YOUR INSTRUCTIONS -> Each line of the entries that mentions the string "fresh" needs to be reported.

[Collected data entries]

★ ★ ★ ★ ★

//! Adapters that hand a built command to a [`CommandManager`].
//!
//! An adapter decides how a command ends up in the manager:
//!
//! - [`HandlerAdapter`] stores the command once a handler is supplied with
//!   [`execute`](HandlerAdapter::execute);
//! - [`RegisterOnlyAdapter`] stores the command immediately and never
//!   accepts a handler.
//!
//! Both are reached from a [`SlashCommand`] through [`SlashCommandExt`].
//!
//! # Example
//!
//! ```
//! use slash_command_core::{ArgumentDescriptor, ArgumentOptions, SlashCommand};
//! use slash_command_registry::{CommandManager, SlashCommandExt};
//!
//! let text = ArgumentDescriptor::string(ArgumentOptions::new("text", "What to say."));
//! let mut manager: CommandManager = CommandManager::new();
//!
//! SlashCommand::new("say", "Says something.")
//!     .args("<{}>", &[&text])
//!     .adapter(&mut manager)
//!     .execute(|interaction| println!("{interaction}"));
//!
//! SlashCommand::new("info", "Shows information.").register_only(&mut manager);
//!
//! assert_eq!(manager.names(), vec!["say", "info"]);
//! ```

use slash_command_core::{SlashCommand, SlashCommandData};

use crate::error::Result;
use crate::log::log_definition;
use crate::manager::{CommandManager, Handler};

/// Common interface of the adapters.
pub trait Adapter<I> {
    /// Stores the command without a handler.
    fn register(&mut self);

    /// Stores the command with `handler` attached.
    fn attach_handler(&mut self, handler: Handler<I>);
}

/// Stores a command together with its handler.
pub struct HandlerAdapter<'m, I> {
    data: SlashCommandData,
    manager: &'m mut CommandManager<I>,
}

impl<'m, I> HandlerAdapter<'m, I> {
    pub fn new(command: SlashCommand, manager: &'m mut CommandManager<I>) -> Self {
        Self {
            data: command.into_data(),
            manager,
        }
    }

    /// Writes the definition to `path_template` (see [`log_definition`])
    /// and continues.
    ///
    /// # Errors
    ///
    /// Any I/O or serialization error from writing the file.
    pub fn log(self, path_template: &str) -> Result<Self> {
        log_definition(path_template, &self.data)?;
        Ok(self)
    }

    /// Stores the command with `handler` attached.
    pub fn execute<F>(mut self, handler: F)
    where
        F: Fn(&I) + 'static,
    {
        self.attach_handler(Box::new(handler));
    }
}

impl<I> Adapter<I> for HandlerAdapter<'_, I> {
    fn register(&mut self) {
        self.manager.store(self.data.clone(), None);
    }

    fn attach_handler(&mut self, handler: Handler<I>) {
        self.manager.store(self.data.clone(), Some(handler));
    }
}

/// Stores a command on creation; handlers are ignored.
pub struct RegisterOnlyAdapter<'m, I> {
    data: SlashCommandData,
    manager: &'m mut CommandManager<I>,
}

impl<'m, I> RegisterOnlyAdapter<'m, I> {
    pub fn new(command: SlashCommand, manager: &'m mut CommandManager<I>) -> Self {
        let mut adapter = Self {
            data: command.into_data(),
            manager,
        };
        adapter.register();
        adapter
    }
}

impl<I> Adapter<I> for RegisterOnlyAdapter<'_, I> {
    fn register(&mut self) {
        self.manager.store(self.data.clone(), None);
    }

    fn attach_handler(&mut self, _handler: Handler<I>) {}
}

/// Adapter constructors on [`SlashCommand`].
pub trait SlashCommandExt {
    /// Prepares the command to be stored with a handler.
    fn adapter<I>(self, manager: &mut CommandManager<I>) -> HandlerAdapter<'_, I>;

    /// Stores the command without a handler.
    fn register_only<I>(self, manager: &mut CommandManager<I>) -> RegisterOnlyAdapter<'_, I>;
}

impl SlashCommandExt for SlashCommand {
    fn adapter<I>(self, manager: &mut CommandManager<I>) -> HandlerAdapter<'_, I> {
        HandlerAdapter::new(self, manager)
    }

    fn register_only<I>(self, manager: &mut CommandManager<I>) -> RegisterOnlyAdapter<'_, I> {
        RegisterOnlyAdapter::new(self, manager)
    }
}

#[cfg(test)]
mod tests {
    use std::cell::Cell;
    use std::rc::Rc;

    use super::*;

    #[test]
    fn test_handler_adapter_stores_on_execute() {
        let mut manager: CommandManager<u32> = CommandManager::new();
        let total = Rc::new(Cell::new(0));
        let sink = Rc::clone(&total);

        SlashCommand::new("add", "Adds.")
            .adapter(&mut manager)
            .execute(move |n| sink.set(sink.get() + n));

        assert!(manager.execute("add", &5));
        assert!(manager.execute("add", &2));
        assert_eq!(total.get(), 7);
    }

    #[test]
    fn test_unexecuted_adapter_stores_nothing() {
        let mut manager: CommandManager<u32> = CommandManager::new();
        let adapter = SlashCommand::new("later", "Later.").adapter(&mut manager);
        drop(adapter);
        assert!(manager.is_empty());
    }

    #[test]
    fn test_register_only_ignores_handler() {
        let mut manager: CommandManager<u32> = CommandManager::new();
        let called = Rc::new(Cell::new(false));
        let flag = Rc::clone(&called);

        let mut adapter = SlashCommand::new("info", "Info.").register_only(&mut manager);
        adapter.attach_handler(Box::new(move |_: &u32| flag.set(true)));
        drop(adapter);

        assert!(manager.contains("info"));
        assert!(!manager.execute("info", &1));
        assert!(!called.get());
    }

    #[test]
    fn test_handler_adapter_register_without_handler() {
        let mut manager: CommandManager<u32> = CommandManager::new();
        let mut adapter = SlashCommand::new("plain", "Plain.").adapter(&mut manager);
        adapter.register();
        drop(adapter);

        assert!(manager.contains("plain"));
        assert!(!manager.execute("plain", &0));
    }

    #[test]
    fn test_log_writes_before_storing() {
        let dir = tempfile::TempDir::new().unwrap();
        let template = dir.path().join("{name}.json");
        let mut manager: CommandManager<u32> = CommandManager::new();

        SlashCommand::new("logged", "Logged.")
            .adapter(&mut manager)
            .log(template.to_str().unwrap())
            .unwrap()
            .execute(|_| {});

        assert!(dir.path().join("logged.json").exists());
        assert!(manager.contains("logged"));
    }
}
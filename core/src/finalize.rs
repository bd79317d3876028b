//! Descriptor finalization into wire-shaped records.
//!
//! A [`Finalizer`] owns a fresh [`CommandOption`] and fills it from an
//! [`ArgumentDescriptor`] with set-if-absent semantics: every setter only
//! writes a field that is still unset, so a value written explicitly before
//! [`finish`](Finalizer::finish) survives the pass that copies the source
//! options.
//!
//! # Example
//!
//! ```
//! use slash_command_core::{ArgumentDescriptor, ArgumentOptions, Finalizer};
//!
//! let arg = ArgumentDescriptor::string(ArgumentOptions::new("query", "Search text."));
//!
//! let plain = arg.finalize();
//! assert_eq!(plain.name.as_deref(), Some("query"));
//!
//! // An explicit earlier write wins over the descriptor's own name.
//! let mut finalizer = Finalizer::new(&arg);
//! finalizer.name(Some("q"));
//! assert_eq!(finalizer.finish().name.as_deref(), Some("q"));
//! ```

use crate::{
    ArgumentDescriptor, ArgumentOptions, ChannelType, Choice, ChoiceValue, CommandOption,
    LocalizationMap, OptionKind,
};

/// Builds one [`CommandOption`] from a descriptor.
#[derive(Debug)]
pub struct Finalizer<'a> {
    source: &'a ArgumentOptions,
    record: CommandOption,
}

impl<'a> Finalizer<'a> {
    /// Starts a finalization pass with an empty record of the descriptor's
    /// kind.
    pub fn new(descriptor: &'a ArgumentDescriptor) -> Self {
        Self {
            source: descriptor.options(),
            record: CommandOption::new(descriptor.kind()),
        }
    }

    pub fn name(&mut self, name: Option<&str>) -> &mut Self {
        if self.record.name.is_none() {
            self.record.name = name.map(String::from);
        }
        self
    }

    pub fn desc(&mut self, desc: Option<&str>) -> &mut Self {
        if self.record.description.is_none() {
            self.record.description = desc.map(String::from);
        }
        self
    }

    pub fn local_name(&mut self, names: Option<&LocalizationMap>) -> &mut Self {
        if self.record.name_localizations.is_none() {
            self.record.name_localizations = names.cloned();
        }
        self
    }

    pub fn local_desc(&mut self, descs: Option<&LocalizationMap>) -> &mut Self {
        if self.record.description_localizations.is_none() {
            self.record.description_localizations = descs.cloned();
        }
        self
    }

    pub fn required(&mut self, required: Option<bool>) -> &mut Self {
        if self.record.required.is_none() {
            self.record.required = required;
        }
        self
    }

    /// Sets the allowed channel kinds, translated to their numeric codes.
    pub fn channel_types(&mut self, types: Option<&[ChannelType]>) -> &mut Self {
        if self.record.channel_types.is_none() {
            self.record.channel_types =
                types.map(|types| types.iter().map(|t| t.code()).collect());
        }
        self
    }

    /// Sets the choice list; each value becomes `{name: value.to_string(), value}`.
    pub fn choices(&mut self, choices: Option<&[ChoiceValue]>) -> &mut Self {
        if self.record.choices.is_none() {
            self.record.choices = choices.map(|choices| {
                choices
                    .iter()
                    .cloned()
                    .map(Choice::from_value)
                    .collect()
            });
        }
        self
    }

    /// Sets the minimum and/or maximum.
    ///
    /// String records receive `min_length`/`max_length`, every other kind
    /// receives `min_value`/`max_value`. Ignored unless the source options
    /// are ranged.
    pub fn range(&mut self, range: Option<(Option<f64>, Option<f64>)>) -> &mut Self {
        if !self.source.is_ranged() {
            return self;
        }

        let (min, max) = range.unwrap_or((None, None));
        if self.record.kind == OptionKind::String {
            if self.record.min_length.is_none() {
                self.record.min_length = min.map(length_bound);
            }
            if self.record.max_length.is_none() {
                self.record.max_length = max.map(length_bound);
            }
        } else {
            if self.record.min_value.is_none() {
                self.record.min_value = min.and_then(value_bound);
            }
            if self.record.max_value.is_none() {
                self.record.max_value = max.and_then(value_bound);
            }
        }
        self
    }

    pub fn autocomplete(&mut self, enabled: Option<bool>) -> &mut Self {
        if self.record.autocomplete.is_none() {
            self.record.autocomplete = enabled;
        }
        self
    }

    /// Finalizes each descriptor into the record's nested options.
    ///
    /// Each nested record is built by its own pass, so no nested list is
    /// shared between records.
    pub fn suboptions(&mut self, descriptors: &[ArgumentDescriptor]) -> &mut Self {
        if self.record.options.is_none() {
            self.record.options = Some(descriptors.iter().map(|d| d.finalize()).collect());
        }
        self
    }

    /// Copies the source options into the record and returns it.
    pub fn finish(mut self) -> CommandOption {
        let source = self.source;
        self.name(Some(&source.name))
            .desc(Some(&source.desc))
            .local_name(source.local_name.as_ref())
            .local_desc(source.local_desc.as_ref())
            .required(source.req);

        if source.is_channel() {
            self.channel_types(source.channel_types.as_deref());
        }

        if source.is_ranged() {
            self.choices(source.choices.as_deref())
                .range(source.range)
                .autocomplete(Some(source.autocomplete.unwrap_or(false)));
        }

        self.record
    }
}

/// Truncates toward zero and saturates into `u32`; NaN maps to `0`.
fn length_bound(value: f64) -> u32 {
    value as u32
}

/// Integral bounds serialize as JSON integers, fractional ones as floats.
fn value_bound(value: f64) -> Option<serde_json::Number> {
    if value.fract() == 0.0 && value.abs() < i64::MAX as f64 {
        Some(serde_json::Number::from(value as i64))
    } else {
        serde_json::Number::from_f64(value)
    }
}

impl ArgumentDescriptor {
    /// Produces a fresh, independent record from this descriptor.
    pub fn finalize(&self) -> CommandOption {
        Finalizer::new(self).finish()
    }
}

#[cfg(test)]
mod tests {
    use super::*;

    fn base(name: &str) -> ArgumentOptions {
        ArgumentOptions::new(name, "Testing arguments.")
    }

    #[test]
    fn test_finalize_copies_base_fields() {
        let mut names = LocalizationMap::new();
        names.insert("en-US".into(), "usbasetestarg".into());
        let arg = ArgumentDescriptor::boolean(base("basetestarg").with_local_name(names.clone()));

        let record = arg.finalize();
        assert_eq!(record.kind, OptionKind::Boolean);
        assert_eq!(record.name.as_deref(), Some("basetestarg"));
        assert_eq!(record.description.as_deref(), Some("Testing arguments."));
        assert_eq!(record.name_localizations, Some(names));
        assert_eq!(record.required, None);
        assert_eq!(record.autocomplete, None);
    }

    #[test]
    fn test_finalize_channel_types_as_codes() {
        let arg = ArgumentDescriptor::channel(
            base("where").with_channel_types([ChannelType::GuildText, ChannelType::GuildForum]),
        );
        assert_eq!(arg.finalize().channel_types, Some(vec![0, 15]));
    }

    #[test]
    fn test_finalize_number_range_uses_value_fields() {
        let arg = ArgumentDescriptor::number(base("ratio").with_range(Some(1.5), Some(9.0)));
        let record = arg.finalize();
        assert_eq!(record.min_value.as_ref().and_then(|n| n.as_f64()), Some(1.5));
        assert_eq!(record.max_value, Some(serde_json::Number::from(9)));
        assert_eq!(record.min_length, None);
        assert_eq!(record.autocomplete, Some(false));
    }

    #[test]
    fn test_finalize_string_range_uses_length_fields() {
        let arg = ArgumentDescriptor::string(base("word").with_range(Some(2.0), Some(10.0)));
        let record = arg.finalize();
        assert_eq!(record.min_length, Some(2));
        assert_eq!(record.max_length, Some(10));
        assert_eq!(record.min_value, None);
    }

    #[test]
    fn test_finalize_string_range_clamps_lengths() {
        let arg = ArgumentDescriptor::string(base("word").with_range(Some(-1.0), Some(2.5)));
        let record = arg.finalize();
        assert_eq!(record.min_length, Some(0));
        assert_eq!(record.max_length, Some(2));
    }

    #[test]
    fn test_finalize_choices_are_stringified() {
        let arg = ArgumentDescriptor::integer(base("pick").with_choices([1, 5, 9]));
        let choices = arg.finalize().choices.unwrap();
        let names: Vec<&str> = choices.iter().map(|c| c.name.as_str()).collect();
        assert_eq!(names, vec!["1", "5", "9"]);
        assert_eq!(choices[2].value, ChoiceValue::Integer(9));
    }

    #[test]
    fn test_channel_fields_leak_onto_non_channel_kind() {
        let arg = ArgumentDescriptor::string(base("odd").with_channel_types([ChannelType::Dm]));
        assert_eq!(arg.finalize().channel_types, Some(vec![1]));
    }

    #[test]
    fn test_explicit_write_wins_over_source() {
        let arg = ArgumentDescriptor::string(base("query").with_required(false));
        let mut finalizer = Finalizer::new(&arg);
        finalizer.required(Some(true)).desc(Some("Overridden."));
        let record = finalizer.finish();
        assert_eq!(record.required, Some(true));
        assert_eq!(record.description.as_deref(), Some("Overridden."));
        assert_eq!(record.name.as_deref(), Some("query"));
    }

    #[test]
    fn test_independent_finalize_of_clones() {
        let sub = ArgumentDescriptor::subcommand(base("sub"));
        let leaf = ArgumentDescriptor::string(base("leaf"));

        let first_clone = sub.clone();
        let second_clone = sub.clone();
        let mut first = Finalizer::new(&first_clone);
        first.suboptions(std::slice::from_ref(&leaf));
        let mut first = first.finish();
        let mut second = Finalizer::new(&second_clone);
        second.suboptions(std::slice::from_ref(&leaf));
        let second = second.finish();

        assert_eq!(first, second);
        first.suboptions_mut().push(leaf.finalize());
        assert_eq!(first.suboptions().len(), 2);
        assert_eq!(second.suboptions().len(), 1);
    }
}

★ ★ ★ ★ ★

WORKED SOLUTION ->
//! A [`Finalizer`] owns a fresh [`CommandOption`] and fills it from an
    /// Produces a fresh, independent record from this descriptor.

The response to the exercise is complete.